(Available data begins)

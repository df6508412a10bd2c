//! Profile commands - inspect and prune payment profiles

use super::{Context, print_json};
use anyhow::Result;
use beanstream_client::models::{Card, ProfileResponse};
use owo_colors::OwoColorize;

/// Show a profile
pub async fn get(ctx: &Context, id: &str) -> Result<()> {
    let profile = ctx.client()?.profiles()?.get_profile(id).await?;

    if ctx.is_json() {
        return print_json(&profile);
    }

    println!("{} {}", "Profile".bold(), profile.id);
    if let Some(billing) = &profile.billing {
        println!("  Billing:  {}, {} {}", billing.name, billing.city, billing.country);
    }
    if let Some(language) = &profile.language {
        println!("  Language: {language}");
    }
    if let Some(card) = &profile.card {
        println!("  Card:     {}", describe_card(card));
    }
    Ok(())
}

/// Delete a profile
pub async fn delete(ctx: &Context, id: &str) -> Result<()> {
    let response = ctx.client()?.profiles()?.delete_profile(id).await?;
    report(ctx, &response)
}

/// List cards on a profile
pub async fn cards(ctx: &Context, id: &str) -> Result<()> {
    let cards = ctx.client()?.profiles()?.get_cards(id).await?;

    if ctx.is_json() {
        return print_json(&cards);
    }

    if cards.is_empty() {
        println!("{}", "No cards on this profile".dimmed());
    }
    for (index, card) in cards.iter().enumerate() {
        let id = card.id.clone().unwrap_or_else(|| (index + 1).to_string());
        println!("  [{id}] {}", describe_card(card));
    }
    Ok(())
}

/// Show one card on a profile
pub async fn card(ctx: &Context, id: &str, card_id: &str) -> Result<()> {
    let card = ctx.client()?.profiles()?.get_card(id, card_id).await?;

    if ctx.is_json() {
        return print_json(&card);
    }

    match card {
        Some(card) => println!("  [{card_id}] {}", describe_card(&card)),
        None => println!("{}", "No such card".dimmed()),
    }
    Ok(())
}

/// Remove a card from a profile
pub async fn remove_card(ctx: &Context, id: &str, card_id: &str) -> Result<()> {
    let response = ctx.client()?.profiles()?.remove_card(id, card_id).await?;
    report(ctx, &response)
}

fn report(ctx: &Context, response: &ProfileResponse) -> Result<()> {
    if ctx.is_json() {
        return print_json(response);
    }
    println!("{} {}", "✓".green(), response.message);
    Ok(())
}

fn describe_card(card: &Card) -> String {
    format!(
        "{} {} exp {}/{}",
        card.card_type.as_deref().unwrap_or("card"),
        card.number,
        card.expiry_month,
        card.expiry_year
    )
}
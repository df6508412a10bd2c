//! Payments API endpoints
//!
//! Card purchases and pre-authorizations against `/payments`.

use super::decode;
use crate::config::Configuration;
use crate::error::ApiResult;
use crate::executor::TransactionExecutor;
use crate::models::{CardPaymentRequest, PaymentResponse};
use crate::transport::{HttpMethod, Transport};
use crate::urls::Endpoints;
use std::sync::Arc;
use tracing::instrument;

/// Payments API interface
#[derive(Clone)]
pub struct PaymentsApi {
    executor: TransactionExecutor,
    endpoints: Endpoints,
    merchant_id: u32,
}

impl PaymentsApi {
    /// Create a payments interface using the payments passcode
    pub fn new(config: &Configuration, transport: Arc<dyn Transport>) -> ApiResult<Self> {
        config.validate()?;
        Ok(Self {
            executor: TransactionExecutor::new(&config.payments_credentials(), transport)?,
            endpoints: Endpoints::new(config),
            merchant_id: config.merchant_id,
        })
    }

    pub(crate) fn from_parts(executor: TransactionExecutor, config: &Configuration) -> Self {
        Self {
            executor,
            endpoints: Endpoints::new(config),
            merchant_id: config.merchant_id,
        }
    }

    /// Charge a card
    ///
    /// POST /payments
    #[instrument(skip(self, request), fields(order_number = ?request.order_number))]
    pub async fn make_payment(&self, request: CardPaymentRequest) -> ApiResult<PaymentResponse> {
        self.submit(request, true).await
    }

    /// Authorize a card without capturing the funds
    ///
    /// POST /payments
    #[instrument(skip(self, request), fields(order_number = ?request.order_number))]
    pub async fn pre_auth(&self, request: CardPaymentRequest) -> ApiResult<PaymentResponse> {
        self.submit(request, false).await
    }

    async fn submit(
        &self,
        mut request: CardPaymentRequest,
        complete: bool,
    ) -> ApiResult<PaymentResponse> {
        request.merchant_id = self.merchant_id.to_string();
        request.card.complete = Some(complete);

        let body = self
            .executor
            .execute(HttpMethod::Post, &self.endpoints.payments(), Some(&request))
            .await?;
        decode(&body)
    }
}
//! Payment profile endpoints
//!
//! A profile stores a customer's billing details and one or more cards. It
//! can be created from a card or from a single-use token; in the token case
//! the profile may hold no card at all.

use super::decode;
use crate::config::Configuration;
use crate::error::{ApiResult, Error};
use crate::executor::TransactionExecutor;
use crate::models::{
    Address, Card, CustomFields, PaymentProfile, ProfileCardsResponse, ProfileRequest,
    ProfileResponse, ProfileUpdate, Token,
};
use crate::transport::{HttpMethod, Transport};
use crate::urls::Endpoints;
use crate::validation::{
    validate_billing, validate_card, validate_card_id, validate_profile_id,
    validate_profile_request,
};
use std::sync::Arc;
use tracing::instrument;

/// What a new profile is created from
#[derive(Debug, Clone, PartialEq, Eq)]
pub enum ProfileSource {
    /// A full card
    Card(Card),
    /// A single-use token
    Token(Token),
}

/// Optional profile attributes
#[derive(Debug, Clone, Default, PartialEq, Eq)]
pub struct ProfileExtras {
    /// Custom reference fields
    pub custom: Option<CustomFields>,
    /// Profile language
    pub language: Option<String>,
    /// Comments
    pub comments: Option<String>,
}

/// Payment profiles API interface
#[derive(Clone)]
pub struct ProfilesApi {
    executor: TransactionExecutor,
    endpoints: Endpoints,
}

impl ProfilesApi {
    /// Create a profiles interface using the profiles passcode
    pub fn new(config: &Configuration, transport: Arc<dyn Transport>) -> ApiResult<Self> {
        config.validate()?;
        let credentials = config.profiles_credentials()?;
        Ok(Self {
            executor: TransactionExecutor::new(&credentials, transport)?,
            endpoints: Endpoints::new(config),
        })
    }

    pub(crate) fn from_parts(executor: TransactionExecutor, config: &Configuration) -> Self {
        Self {
            executor,
            endpoints: Endpoints::new(config),
        }
    }

    /// Create a profile
    ///
    /// POST /profiles
    #[instrument(skip_all)]
    pub async fn create_profile(
        &self,
        source: ProfileSource,
        billing: Option<Address>,
        extras: ProfileExtras,
    ) -> ApiResult<ProfileResponse> {
        let (card, token) = match source {
            ProfileSource::Card(card) => (Some(card), None),
            ProfileSource::Token(token) => (None, Some(token)),
        };
        let request = ProfileRequest {
            card,
            token,
            billing,
            custom: extras.custom,
            language: extras.language,
            comments: extras.comments,
        };
        validate_profile_request(&request)?;

        self.send(HttpMethod::Post, &self.endpoints.profiles(), Some(&request))
            .await
    }

    /// Fetch a profile; required before updating it
    ///
    /// GET /profiles/{id}
    #[instrument(skip(self))]
    pub async fn get_profile(&self, profile_id: &str) -> ApiResult<PaymentProfile> {
        validate_profile_id(profile_id)?;
        self.send(HttpMethod::Get, &self.endpoints.profile(profile_id), None::<&()>)
            .await
    }

    /// Delete a profile
    ///
    /// DELETE /profiles/{id}
    #[instrument(skip(self))]
    pub async fn delete_profile(&self, profile_id: &str) -> ApiResult<ProfileResponse> {
        validate_profile_id(profile_id)?;
        self.send(HttpMethod::Delete, &self.endpoints.profile(profile_id), None::<&()>)
            .await
    }

    /// Update billing, custom fields, language, and comments of a profile
    ///
    /// PUT /profiles/{id}
    #[instrument(skip_all, fields(profile_id = %profile.id))]
    pub async fn update_profile(&self, profile: &PaymentProfile) -> ApiResult<ProfileResponse> {
        validate_profile_id(&profile.id)?;
        if profile.billing.is_none() {
            return Err(Error::validation("profile billing address is missing"));
        }
        validate_billing(profile.billing.as_ref())?;

        let update = ProfileUpdate::from(profile);
        self.send(HttpMethod::Put, &self.endpoints.profile(&profile.id), Some(&update))
            .await
    }

    /// All cards on a profile
    ///
    /// GET /profiles/{id}/cards
    #[instrument(skip(self))]
    pub async fn get_cards(&self, profile_id: &str) -> ApiResult<Vec<Card>> {
        validate_profile_id(profile_id)?;
        let response: ProfileCardsResponse = self
            .send(HttpMethod::Get, &self.endpoints.profile_cards(profile_id), None::<&()>)
            .await?;
        Ok(response.cards)
    }

    /// One card on a profile; card IDs are 1-based indexes into [`Self::get_cards`]
    ///
    /// GET /profiles/{id}/cards/{card_id}
    #[instrument(skip(self))]
    pub async fn get_card(&self, profile_id: &str, card_id: &str) -> ApiResult<Option<Card>> {
        validate_profile_id(profile_id)?;
        validate_card_id(card_id)?;
        let response: ProfileCardsResponse = self
            .send(
                HttpMethod::Get,
                &self.endpoints.profile_card(profile_id, card_id),
                None::<&()>,
            )
            .await?;
        Ok(response.cards.into_iter().next())
    }

    /// Replace a stored card; `card.id` selects which one
    ///
    /// PUT /profiles/{id}/cards/{card_id}
    #[instrument(skip(self, card))]
    pub async fn update_card(&self, profile_id: &str, card: &Card) -> ApiResult<ProfileResponse> {
        validate_profile_id(profile_id)?;
        let card_id = card
            .id
            .as_deref()
            .ok_or_else(|| Error::validation("card id is empty"))?;
        validate_card_id(card_id)?;
        validate_card(card)?;

        let url = self.endpoints.profile_card(profile_id, card_id);
        self.send(HttpMethod::Put, &url, Some(&card.without_id()))
            .await
    }

    /// Append a card to a profile
    ///
    /// The merchant account's card limit applies (one card by default).
    ///
    /// POST /profiles/{id}/cards
    #[instrument(skip(self, card))]
    pub async fn add_card(&self, profile_id: &str, card: &Card) -> ApiResult<ProfileResponse> {
        validate_profile_id(profile_id)?;
        validate_card(card)?;
        self.send(HttpMethod::Post, &self.endpoints.profile_cards(profile_id), Some(card))
            .await
    }

    /// Remove a card from a profile
    ///
    /// DELETE /profiles/{id}/cards/{card_id}
    #[instrument(skip(self))]
    pub async fn remove_card(&self, profile_id: &str, card_id: &str) -> ApiResult<ProfileResponse> {
        validate_profile_id(profile_id)?;
        validate_card_id(card_id)?;
        self.send(
            HttpMethod::Delete,
            &self.endpoints.profile_card(profile_id, card_id),
            None::<&()>,
        )
        .await
    }

    async fn send<T, P>(&self, method: HttpMethod, url: &str, payload: Option<&P>) -> ApiResult<T>
    where
        T: serde::de::DeserializeOwned,
        P: serde::Serialize + ?Sized,
    {
        let body = self.executor.execute(method, url, payload).await?;
        decode(&body)
    }
}
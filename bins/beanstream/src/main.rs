//! Beanstream CLI - payments and payment profiles from the terminal

use clap::{Parser, Subcommand};
use owo_colors::OwoColorize;
use std::path::PathBuf;
use std::process::ExitCode;
use tracing_subscriber::EnvFilter;

mod commands;

use commands::{OutputFormat, pay, profile};

/// Payments and payment profiles against the Beanstream REST API
#[derive(Parser)]
#[command(name = "beanstream")]
#[command(author, version, about, long_about = None)]
#[command(propagate_version = true)]
struct Cli {
    /// TOML configuration file (defaults to BEANSTREAM_* environment variables)
    #[arg(short, long, global = true, env = "BEANSTREAM_CONFIG")]
    config: Option<PathBuf>,

    /// Enable verbose output, including redacted request/response bodies
    #[arg(short, long, global = true)]
    verbose: bool,

    /// Output format
    #[arg(short, long, global = true, value_enum, default_value_t = OutputFormat::Text)]
    format: OutputFormat,

    #[command(subcommand)]
    command: Commands,
}

#[derive(Subcommand)]
enum Commands {
    /// Charge a card
    Pay {
        /// Amount to charge
        #[arg(short, long)]
        amount: f64,

        /// Card number
        #[arg(long)]
        card_number: String,

        /// Cardholder name
        #[arg(long)]
        name: String,

        /// Expiry month (MM)
        #[arg(long)]
        expiry_month: String,

        /// Expiry year (YY)
        #[arg(long)]
        expiry_year: String,

        /// Card verification digits
        #[arg(long)]
        cvd: Option<String>,

        /// Merchant order number
        #[arg(short, long)]
        order_number: Option<String>,

        /// Authorize only, without capturing funds
        #[arg(long)]
        pre_auth: bool,
    },

    /// Manage payment profiles
    Profile {
        #[command(subcommand)]
        action: ProfileAction,
    },
}

#[derive(Subcommand)]
enum ProfileAction {
    /// Show a profile
    Get {
        /// Profile ID
        id: String,
    },

    /// Delete a profile
    Delete {
        /// Profile ID
        id: String,
    },

    /// List the cards on a profile
    Cards {
        /// Profile ID
        id: String,
    },

    /// Show one card on a profile
    Card {
        /// Profile ID
        id: String,

        /// Card index (1-based)
        card_id: String,
    },

    /// Remove a card from a profile
    RemoveCard {
        /// Profile ID
        id: String,

        /// Card index (1-based)
        card_id: String,
    },
}

#[tokio::main]
async fn main() -> ExitCode {
    let cli = Cli::parse();

    let default_filter = if cli.verbose {
        "beanstream=debug,beanstream_client=debug"
    } else {
        "warn"
    };
    let filter = EnvFilter::try_from_default_env().unwrap_or_else(|_| EnvFilter::new(default_filter));
    tracing_subscriber::fmt()
        .with_env_filter(filter)
        .with_writer(std::io::stderr)
        .init();

    let ctx = commands::Context {
        config: cli.config,
        verbose: cli.verbose,
        format: cli.format,
    };

    let result = match cli.command {
        Commands::Pay {
            amount,
            card_number,
            name,
            expiry_month,
            expiry_year,
            cvd,
            order_number,
            pre_auth,
        } => {
            let args = pay::PayArgs {
                amount,
                card_number,
                name,
                expiry_month,
                expiry_year,
                cvd,
                order_number,
                pre_auth,
            };
            pay::run(&ctx, args).await
        }

        Commands::Profile { action } => match action {
            ProfileAction::Get { id } => profile::get(&ctx, &id).await,
            ProfileAction::Delete { id } => profile::delete(&ctx, &id).await,
            ProfileAction::Cards { id } => profile::cards(&ctx, &id).await,
            ProfileAction::Card { id, card_id } => profile::card(&ctx, &id, &card_id).await,
            ProfileAction::RemoveCard { id, card_id } => {
                profile::remove_card(&ctx, &id, &card_id).await
            }
        },
    };

    match result {
        Ok(()) => ExitCode::SUCCESS,
        Err(e) => {
            match e.downcast_ref::<beanstream_client::Error>().and_then(|api| api.status()) {
                Some(status) => eprintln!("{} (HTTP {status}) {}", "Error:".red().bold(), e),
                None => eprintln!("{} {}", "Error:".red().bold(), e),
            }
            ExitCode::FAILURE
        }
    }
}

(Available data ends)

Task instructions: Among the lines above, count those containing the string "PaymentProfile"; please give the count alone.

Result below: 3